Shelton’s Energy Pulse 2013 was full of encouraging insights for green builders and energy-efficient product manufacturers and contractors. Home improvements related to energy efficiency are on the rise. Following a steady decline from 2007 to 2012, there was a noticeable uptick for technologies including solar panels, tankless water heaters, energy displays and high-efficiency HVAC systems. Plus, consumer attitudes toward energy conservation were more positive on the whole.
This is all good news for green builders, and, at first glance it certainly seems to correspond with another revelation from Energy Pulse 2013: more people (64 percent) believe that climate change is real and primarily caused by humans.
The obvious conclusion would be that these two things are related, and that builders should capitalize on this new trend by hopping on the climate change bandwagon. Right?
Before jumping to any conclusions, we must keep in mind that the average consumer does not really connect their house’s energy use with issues like global warming and carbon footprint. Sure, we all know the big SUV in the driveway is a no-no, but that “House of Cards” marathon running on the plasma in the living room—while the furnace in the basement is going toe-to-toe with the Polar Vortex to maintain a balmy 75 degrees—that’s not really hurting anyone, is it? Few have a clue about how their electricity is generated, so most aren’t connecting the dots.
Just as buying reduced fat cookies makes us feel less guilty about eating sweets, investing in more energy-efficient lighting, HVAC, water heaters, etc., can make us less concerned about how we use this technology.
Thus, we can’t expect an increase in climate change belief to move the needle significantly towards home energy efficiency improvements or green home purchases. We have to rely on additional drivers. According to this year’s Energy Pulse results, there are several specific things consumers are looking for in a new home.

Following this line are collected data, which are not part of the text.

//! Integration test: ATB combat engine
//!
//! Drives encounters through the public session and engine entry points:
//! scheduler properties, hit-chance clamping, head crits, weapon breakage and
//! the bounded SPD 10 vs SPD 5 victory scenario.

use proptest::prelude::*;
use rand::rngs::mock::StepRng;
use wander::character::attributes::Stats;
use wander::character::wanderer::Wanderer;
use wander::combat::logic::{advance_tick, hit_chance, init_combat, reset_tick};
use wander::combat::monster::{BodyPart, Monster, MonsterAbility, MonsterTemplate, PartTable};
use wander::combat::types::{Actor, CombatResult, CombatState, Turn};
use wander::core::session::{GameSession, NoopObserver};
use wander::dungeon::maps::get_map;
use wander::dungeon::types::{DungeonRunState, RunPhase};
use wander::items::inventory::{Inventory, Satchel};
use wander::items::types::Weapon;

fn template(spd: u32, hp: u32, def: u32, eva: u32) -> MonsterTemplate {
    MonsterTemplate {
        id: "training_dummy".to_string(),
        level: 1,
        hp,
        atk: 4,
        def,
        eva,
        spd,
        exp: 7,
        parts: PartTable::default(),
        ability: MonsterAbility::None,
        loot: Vec::new(),
    }
}

fn dummy(spd: u32, hp: u32, def: u32, eva: u32) -> Monster {
    Monster::from_template(&template(spd, hp, def, eva), 1)
}

fn wanderer_with_spd(spd: u32) -> Wanderer {
    Wanderer::new("Ash", Stats::from_values(5, 5, 5, spd, 5, 5))
}

fn session_with(wanderer: Wanderer, satchel: Satchel) -> GameSession {
    GameSession::start(wanderer, "whispering_woods", satchel, Box::new(NoopObserver))
        .expect("known map")
}

fn encounter(player_spd: u32, monster: Monster) -> CombatState {
    let wanderer = wanderer_with_spd(player_spd);
    let map = get_map("whispering_woods").expect("known map");
    let run = DungeonRunState::new(&map, &wanderer);
    let satchel = Satchel::default();
    init_combat(&wanderer, &run, &satchel, monster, None)
}

fn gauge_of(combat: &CombatState, actor: Actor) -> f64 {
    match actor {
        Actor::Player => combat.player.gauge.current_tick,
        Actor::Monster(i) => combat.monsters[i].gauge.current_tick,
    }
}

fn next_actor(combat: &CombatState) -> Option<Actor> {
    match combat.next_turn {
        Some(Turn::Player) => Some(Actor::Player),
        Some(Turn::Monster) => combat.acting_monster.map(Actor::Monster),
        None => None,
    }
}

// =============================================================================
// Scenario: fast unarmed wanderer against a slow, soft monster
// =============================================================================

#[test]
fn test_fast_unarmed_wanderer_wins_within_fifty_actions() {
    // StepRng(0, 0) rolls the bottom of every range: every swing hits
    let mut rng = StepRng::new(0, 0);
    let mut session = session_with(wanderer_with_spd(10), Satchel::default());

    let opening = session.start_combat(dummy(5, 20, 0, 0), None, &mut rng);
    assert!(opening.finished.is_none());
    assert!(session.awaiting_player_turn());

    let mut result = None;
    for _ in 0..50 {
        let (outcome, report) = session
            .player_attack(BodyPart::Body, &mut rng)
            .expect("player turn");
        assert!(outcome.hit);
        if let Some(finished) = report.finished {
            result = finished.result;
            assert_eq!(finished.exp, 7);
            break;
        }
        assert!(session.awaiting_player_turn());
    }

    assert_eq!(result, Some(CombatResult::Victory));
    assert!(session.combat_state().is_none());
    assert_eq!(session.dungeon_state().phase, RunPhase::Move);
    assert_eq!(session.dungeon_state().exp, 7);
}

#[test]
fn test_head_hits_are_always_critical() {
    let mut rng = StepRng::new(0, 0);
    let mut session = session_with(wanderer_with_spd(10), Satchel::default());
    session.start_combat(dummy(5, 500, 0, 0), None, &mut rng);

    for _ in 0..5 {
        let (outcome, _) = session
            .player_attack(BodyPart::Head, &mut rng)
            .expect("player turn");
        assert!(outcome.hit);
        assert!(outcome.critical);
    }
    let (outcome, _) = session
        .player_attack(BodyPart::Legs, &mut rng)
        .expect("player turn");
    assert!(!outcome.critical);
}

#[test]
fn test_last_durability_point_breaks_weapon_into_fists() {
    let mut rng = StepRng::new(0, 0);
    let satchel = Satchel::default().with_weapon(Weapon::new("twig", 1, 2, 1));
    let mut session = session_with(wanderer_with_spd(10), satchel);
    session.start_combat(dummy(5, 500, 0, 0), None, &mut rng);

    let (outcome, _) = session
        .player_attack(BodyPart::Body, &mut rng)
        .expect("player turn");
    assert!(outcome.hit);
    assert!(outcome.weapon_broke);

    let weapon = session.inventory().equipped_weapon().expect("fists");
    assert!(weapon.is_unarmed());
    assert_eq!(weapon.durability, None);
}

#[test]
fn test_actions_outside_player_turn_are_rejected() {
    let mut rng = StepRng::new(0, 0);
    let mut session = session_with(wanderer_with_spd(10), Satchel::default());
    assert!(session.player_attack(BodyPart::Body, &mut rng).is_none());
    assert!(session.attempt_flee(&mut rng).is_none());
    assert_eq!(session.hit_chance(BodyPart::Body), 0);
    assert_eq!(session.predicted_damage(BodyPart::Body).max, 0);
}

// =============================================================================
// Scheduler properties
// =============================================================================

#[test]
fn test_faster_actor_acts_more_often() {
    let mut combat = encounter(10, dummy(3, 1000, 0, 0));
    let mut player_turns = 0;
    let mut monster_turns = 0;
    for _ in 0..200 {
        advance_tick(&mut combat);
        let actor = next_actor(&combat).expect("someone is ready");
        match actor {
            Actor::Player => player_turns += 1,
            Actor::Monster(_) => monster_turns += 1,
        }
        reset_tick(&mut combat, actor);
        combat.next_turn = None;
    }
    assert!(player_turns > monster_turns * 2, "{player_turns} vs {monster_turns}");
}

proptest! {
    #[test]
    fn prop_elapsed_equals_smallest_gauge(player_spd in 1u32..60, monster_spd in 1u32..60) {
        let mut combat = encounter(player_spd, dummy(monster_spd, 100, 0, 0));
        let smallest = combat
            .player
            .gauge
            .current_tick
            .min(combat.monsters[0].gauge.current_tick);
        let elapsed = advance_tick(&mut combat);
        prop_assert!((elapsed - smallest).abs() < 1e-6);
        prop_assert!(combat.next_turn.is_some());
    }

    #[test]
    fn prop_scheduler_always_picks_a_lowest_gauge(
        player_spd in 1u32..40,
        spds in proptest::collection::vec(1u32..40, 1..4),
    ) {
        let mut combat = encounter(player_spd, dummy(spds[0], 100, 0, 0));
        for spd in &spds[1..] {
            combat
                .monsters
                .push(wander::combat::types::MonsterCombatant::new(dummy(*spd, 100, 0, 0), true));
        }
        for _ in 0..60 {
            let mut actors = vec![Actor::Player];
            actors.extend((0..combat.monsters.len()).map(Actor::Monster));
            let before: Vec<f64> = actors.iter().map(|a| gauge_of(&combat, *a)).collect();
            let lowest = before.iter().copied().fold(f64::INFINITY, f64::min);

            advance_tick(&mut combat);
            let actor = next_actor(&combat).expect("someone is ready");
            let slot = actors.iter().position(|a| *a == actor).expect("known actor");
            prop_assert!(before[slot] - lowest < 1e-3);
            prop_assert!(gauge_of(&combat, actor) < 1e-3);

            reset_tick(&mut combat, actor);
            combat.next_turn = None;
        }
    }

    #[test]
    fn prop_hit_chance_is_clamped(
        dex in 0u32..300,
        eva in 0u32..300,
        sanity in 0u32..=100,
    ) {
        let wanderer = Wanderer::new("Bryn", Stats::from_values(5, 5, 5, 5, dex, 5));
        let map = get_map("hollow_crypt").expect("known map");
        let run = DungeonRunState::new(&map, &wanderer);
        let satchel = Satchel::default();
        let combat = init_combat(&wanderer, &run, &satchel, dummy(5, 50, 0, eva), None);
        for part in BodyPart::all() {
            let chance = hit_chance(&combat, part, &wanderer.traits, sanity);
            prop_assert!((5..=95).contains(&chance), "{} for {:?}", chance, part);
        }
    }
}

- Comfort is king. Americans say that “making their home more comfortable” is more important than enhancing their homes’ energy efficiency or even making their homes more beautiful. In addition, “an energy-efficient home allows you to set your thermostat to a more comfortable setting without paying more” is one the best messages we test.
- Resale value. We’ve found that 81 percent of likely homebuyers say that energy efficiency would positively impact their home selection decision. The challenge here is that some education is needed. Consumers, and many in the real estate industry for that matter, think that aesthetic features and improvements have a greater impact on home values. In actuality, a recent “Cost vs. Value Report” shows that half of the top ROI home improvements are related to energy efficiency (e.g. doors, windows and siding).
- Health matters. Maintaining a comfortable temperature is a perceived factor for good health and indoor air quality is a growing concern, especially for families with children. Asthma is on the rise, as are concerns about mold and mildew prevention. Green homes address these concerns. But people living in more tightly sealed homes should also be more thoughtful about potential VOCs from products they bring into their homes, such as cleaning supplies and furnishings. There’s a need (and an opportunity) for green homebuilders to go beyond the sale to educate buyers on this issue.
- Show me the money. It’s tried and true: few things motivate better than the promise of controlling costs. If an efficient home is managed properly (another education opportunity), utility cost savings are definitely achievable.
All of the above-mentioned insights present excellent opportunities for marketing green homes. But there is one more piece of data that you should consider:
Energy-efficiency behaviors are down.
This seems counter-intuitive when juxtaposed against our earlier statistic showing an increase in energy efficiency spending. But it’s true—fewer consistently unplug electronics, appliances and chargers, and people are actually less likely to turn off their lights and use energy-efficient thermostat settings than in previous years. We think this is likely due to an improving economy (people are less worried about their utility bills) and “the Snackwells effect.” Just as buying reduced fat cookies makes us feel less guilty about eating sweets, investing in more energy-efficient lighting, HVAC, water heaters, etc., can make us less concerned about how we use this technology.
And while this bad behavior may bother you from an ecological standpoint, you are likely also wondering how it affects your business model. Despite the fact that you are pretty much out of the picture once your buyers move in, how they feel about their home should be very important to you. If they fork over the extra change for a green home and then move in and practice inefficient behaviors, their bills might exceed their expectations—in a bad way. If this happens they’ll talk to their friends—in a bad way. Bad habits equal poor customer satisfaction, which equals bad business.
Here’s what you can do about it:
- Educate. Offer new homeowners a walkthrough/training session. Give them a “starter kit” with all-natural cleaning products and a hands-on demonstration of their new home’s energy efficiency features. Prescriptively show what steps need to be taken to maximize the home’s performance and indoor air quality.
- Communicate. Develop a simple four to eight-page booklet educating the new homeowner on how to maximize their energy-efficient features. Consider producing placards and stickers that can be left in key locations to encourage positive behaviors. (For example, place a sticker on the hot water heater indicating the most efficient settings).
- Follow up. Offer a six-month consultation to see if the customer is satisfied with their home and offer any relevant suggestions.